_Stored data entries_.
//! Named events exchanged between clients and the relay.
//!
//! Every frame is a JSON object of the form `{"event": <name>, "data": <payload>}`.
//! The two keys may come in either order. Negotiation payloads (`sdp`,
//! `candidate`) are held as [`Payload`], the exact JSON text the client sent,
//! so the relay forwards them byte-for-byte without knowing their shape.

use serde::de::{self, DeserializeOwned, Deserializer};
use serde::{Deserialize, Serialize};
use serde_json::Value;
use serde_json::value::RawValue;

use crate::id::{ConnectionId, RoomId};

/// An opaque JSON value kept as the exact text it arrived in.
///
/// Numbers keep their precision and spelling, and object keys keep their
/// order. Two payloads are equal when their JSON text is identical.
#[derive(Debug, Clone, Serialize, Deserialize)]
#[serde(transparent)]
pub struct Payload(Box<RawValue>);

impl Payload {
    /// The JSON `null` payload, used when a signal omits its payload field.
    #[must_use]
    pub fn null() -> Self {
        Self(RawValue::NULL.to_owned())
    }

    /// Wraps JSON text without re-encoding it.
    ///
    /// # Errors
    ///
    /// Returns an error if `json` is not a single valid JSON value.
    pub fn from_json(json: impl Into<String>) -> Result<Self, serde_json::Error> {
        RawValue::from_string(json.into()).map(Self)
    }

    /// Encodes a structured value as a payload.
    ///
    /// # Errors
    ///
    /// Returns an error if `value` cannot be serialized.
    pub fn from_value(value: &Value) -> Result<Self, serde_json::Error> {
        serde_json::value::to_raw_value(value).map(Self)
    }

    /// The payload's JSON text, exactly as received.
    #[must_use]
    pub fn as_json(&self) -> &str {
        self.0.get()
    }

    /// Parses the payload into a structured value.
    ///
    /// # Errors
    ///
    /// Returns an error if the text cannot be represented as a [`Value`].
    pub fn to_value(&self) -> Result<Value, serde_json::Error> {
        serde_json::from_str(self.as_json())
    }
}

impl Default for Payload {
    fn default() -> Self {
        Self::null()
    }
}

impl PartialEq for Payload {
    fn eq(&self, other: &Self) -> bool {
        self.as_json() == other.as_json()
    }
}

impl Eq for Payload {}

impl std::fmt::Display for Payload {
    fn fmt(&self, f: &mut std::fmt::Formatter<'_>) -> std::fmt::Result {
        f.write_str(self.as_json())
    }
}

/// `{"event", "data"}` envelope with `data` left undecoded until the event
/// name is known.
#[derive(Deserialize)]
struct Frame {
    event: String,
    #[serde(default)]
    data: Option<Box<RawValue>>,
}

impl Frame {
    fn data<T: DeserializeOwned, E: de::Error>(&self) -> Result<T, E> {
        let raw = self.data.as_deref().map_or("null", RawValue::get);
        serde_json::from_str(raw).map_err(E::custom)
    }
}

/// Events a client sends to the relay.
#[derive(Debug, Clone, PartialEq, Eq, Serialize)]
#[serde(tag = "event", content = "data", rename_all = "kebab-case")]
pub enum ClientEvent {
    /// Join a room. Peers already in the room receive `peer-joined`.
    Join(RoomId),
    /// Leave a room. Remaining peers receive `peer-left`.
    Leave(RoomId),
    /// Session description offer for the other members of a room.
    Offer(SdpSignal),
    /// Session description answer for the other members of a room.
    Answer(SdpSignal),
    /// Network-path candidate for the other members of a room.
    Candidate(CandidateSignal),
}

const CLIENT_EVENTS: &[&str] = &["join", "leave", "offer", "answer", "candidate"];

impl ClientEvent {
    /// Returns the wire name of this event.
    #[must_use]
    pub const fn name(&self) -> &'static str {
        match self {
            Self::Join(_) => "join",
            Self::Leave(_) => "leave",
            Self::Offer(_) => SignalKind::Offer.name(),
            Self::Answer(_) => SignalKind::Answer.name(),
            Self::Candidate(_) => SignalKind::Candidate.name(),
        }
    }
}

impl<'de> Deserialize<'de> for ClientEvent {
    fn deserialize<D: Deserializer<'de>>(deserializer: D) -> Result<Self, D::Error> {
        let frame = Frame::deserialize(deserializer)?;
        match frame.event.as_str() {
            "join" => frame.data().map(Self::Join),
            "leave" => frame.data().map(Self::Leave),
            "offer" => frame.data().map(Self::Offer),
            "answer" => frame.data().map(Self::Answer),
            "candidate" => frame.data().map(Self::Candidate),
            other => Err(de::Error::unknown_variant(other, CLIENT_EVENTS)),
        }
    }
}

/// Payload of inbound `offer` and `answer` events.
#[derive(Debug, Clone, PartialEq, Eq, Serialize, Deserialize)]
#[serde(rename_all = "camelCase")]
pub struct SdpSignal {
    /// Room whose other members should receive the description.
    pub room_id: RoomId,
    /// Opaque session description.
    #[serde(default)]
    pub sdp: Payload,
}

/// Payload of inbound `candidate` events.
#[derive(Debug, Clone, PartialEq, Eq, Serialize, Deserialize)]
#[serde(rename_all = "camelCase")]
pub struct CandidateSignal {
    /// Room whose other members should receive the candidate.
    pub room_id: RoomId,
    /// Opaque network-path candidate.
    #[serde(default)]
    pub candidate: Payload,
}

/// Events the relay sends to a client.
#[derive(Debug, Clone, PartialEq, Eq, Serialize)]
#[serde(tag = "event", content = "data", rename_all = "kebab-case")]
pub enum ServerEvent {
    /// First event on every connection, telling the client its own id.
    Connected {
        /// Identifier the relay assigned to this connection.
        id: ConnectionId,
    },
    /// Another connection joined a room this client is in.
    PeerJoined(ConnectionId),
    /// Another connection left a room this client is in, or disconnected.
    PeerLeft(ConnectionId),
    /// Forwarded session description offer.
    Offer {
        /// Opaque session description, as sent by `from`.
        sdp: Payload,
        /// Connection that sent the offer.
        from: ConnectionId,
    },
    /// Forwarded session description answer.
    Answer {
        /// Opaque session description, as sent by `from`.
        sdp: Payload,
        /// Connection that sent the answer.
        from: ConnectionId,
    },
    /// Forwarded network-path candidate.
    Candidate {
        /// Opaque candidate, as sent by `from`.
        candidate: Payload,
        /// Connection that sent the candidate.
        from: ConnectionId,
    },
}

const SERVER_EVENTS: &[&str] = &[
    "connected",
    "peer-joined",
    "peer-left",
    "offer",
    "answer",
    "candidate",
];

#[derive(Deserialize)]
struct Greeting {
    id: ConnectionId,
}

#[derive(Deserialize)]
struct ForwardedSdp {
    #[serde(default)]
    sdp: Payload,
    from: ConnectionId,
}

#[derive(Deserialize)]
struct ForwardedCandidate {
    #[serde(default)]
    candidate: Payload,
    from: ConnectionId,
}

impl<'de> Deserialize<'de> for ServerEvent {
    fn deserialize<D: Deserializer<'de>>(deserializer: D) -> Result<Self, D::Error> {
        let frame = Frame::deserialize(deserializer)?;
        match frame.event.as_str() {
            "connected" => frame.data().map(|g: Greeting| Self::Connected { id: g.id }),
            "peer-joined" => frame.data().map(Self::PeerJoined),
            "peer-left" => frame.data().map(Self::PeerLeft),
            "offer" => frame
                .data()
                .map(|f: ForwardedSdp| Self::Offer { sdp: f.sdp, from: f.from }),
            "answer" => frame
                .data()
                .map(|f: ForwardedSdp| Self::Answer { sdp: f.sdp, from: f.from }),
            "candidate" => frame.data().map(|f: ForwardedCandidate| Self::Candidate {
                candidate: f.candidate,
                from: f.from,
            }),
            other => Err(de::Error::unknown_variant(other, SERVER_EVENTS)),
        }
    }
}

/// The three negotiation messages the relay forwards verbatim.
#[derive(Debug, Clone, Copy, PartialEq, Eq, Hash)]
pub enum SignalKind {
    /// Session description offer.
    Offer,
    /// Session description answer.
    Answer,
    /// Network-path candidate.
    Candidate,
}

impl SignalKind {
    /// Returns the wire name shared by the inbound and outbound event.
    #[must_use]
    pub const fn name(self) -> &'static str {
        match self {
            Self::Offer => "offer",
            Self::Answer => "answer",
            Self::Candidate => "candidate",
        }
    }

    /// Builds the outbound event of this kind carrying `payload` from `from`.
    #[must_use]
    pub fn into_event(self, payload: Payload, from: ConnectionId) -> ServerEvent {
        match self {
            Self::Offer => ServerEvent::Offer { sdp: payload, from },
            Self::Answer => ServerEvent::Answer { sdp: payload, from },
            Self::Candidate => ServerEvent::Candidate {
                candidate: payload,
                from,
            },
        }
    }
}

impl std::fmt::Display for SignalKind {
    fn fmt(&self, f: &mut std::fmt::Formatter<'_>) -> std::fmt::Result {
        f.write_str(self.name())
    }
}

_ACTIVITY_. Reply with a lone number, the count of lines in the data that include the string "sends".

_TASK RESPONSE_. 2